Records from a data source:
##############################
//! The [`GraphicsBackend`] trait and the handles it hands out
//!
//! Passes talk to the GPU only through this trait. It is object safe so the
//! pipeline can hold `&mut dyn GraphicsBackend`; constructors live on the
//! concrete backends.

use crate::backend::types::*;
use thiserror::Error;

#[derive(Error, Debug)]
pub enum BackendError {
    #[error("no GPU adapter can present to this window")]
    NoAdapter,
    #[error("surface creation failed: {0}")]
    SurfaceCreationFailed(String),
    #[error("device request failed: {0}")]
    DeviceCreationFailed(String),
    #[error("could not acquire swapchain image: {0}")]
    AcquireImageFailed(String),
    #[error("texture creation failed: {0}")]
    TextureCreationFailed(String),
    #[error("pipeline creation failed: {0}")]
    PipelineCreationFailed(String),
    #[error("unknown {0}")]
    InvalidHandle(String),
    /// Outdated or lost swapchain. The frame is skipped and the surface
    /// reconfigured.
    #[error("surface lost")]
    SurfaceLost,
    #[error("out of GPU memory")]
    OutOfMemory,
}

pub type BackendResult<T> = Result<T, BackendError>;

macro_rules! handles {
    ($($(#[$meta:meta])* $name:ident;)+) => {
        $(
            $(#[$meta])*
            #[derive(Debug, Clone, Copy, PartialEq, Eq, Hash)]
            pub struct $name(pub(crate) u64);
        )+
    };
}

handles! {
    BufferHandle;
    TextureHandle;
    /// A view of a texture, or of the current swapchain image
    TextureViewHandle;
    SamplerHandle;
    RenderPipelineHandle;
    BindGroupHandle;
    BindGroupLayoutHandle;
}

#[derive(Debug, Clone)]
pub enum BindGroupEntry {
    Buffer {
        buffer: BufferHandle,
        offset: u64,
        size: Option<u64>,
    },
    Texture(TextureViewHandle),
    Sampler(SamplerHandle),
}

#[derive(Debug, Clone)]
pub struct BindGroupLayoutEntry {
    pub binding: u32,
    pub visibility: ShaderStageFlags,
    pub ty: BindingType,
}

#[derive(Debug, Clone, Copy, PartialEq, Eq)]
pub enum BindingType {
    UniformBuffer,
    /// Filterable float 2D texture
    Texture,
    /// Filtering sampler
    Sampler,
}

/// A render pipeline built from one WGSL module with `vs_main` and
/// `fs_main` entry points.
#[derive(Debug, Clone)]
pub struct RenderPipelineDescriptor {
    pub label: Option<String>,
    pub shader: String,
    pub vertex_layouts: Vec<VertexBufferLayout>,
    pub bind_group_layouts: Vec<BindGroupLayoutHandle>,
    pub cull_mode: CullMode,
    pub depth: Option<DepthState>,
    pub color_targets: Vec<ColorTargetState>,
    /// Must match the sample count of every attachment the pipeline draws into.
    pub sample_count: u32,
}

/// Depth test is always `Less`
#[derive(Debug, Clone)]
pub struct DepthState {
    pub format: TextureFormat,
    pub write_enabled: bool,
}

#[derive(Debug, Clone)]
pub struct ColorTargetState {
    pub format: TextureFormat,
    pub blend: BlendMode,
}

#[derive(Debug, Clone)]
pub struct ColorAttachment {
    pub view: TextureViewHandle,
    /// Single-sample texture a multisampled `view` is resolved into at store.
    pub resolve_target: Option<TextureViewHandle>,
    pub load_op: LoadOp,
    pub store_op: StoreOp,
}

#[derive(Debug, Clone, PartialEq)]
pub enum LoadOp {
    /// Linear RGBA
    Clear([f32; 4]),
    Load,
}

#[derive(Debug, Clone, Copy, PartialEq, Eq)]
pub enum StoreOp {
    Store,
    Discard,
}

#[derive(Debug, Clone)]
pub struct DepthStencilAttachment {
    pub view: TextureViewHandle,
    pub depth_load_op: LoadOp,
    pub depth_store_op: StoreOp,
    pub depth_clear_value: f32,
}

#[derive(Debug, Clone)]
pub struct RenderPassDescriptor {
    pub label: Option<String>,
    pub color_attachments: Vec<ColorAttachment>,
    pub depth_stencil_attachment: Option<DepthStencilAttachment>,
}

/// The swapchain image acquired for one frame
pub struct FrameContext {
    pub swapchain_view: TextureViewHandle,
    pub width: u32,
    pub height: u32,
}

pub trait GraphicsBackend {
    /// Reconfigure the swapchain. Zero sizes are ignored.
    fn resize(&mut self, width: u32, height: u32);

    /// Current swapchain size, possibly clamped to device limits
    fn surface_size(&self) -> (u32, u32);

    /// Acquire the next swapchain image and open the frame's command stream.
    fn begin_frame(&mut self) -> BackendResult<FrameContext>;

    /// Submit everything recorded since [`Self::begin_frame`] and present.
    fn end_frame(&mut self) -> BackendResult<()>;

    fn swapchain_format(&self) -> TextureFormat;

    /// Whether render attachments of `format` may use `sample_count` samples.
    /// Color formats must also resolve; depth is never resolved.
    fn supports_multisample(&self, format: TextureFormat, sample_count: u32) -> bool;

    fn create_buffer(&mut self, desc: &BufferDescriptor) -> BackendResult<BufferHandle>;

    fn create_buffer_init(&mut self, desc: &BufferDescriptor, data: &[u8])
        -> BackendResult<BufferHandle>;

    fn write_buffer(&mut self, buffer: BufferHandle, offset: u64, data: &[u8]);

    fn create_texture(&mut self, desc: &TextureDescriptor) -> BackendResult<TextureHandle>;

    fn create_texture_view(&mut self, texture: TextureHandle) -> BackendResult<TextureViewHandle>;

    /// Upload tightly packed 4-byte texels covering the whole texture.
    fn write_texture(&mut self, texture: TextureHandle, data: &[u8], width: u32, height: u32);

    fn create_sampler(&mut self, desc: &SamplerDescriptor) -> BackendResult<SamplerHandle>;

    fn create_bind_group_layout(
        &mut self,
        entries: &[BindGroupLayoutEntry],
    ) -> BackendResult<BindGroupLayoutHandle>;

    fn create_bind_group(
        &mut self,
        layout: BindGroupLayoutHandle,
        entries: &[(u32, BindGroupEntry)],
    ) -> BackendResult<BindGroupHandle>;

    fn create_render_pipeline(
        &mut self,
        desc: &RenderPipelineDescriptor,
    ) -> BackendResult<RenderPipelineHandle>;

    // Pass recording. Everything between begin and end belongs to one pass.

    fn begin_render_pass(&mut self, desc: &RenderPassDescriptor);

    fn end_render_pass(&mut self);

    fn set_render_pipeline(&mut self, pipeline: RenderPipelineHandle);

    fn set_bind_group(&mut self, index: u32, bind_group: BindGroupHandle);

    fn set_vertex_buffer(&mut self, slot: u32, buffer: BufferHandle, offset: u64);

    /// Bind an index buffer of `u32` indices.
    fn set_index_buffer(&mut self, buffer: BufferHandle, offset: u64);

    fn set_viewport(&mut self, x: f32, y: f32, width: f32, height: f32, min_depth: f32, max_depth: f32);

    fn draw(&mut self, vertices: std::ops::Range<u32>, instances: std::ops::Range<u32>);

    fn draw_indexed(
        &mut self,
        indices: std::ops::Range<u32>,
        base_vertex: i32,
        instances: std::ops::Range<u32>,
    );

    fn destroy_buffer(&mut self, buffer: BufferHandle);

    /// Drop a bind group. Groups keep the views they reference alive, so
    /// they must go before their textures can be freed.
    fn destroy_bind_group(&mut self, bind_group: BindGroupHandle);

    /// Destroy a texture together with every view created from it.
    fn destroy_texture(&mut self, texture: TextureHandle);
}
##############################
What needs to be done:
In the data, how many lines include the string "Range"? Reply with only that number.

Answer to this exercise:
3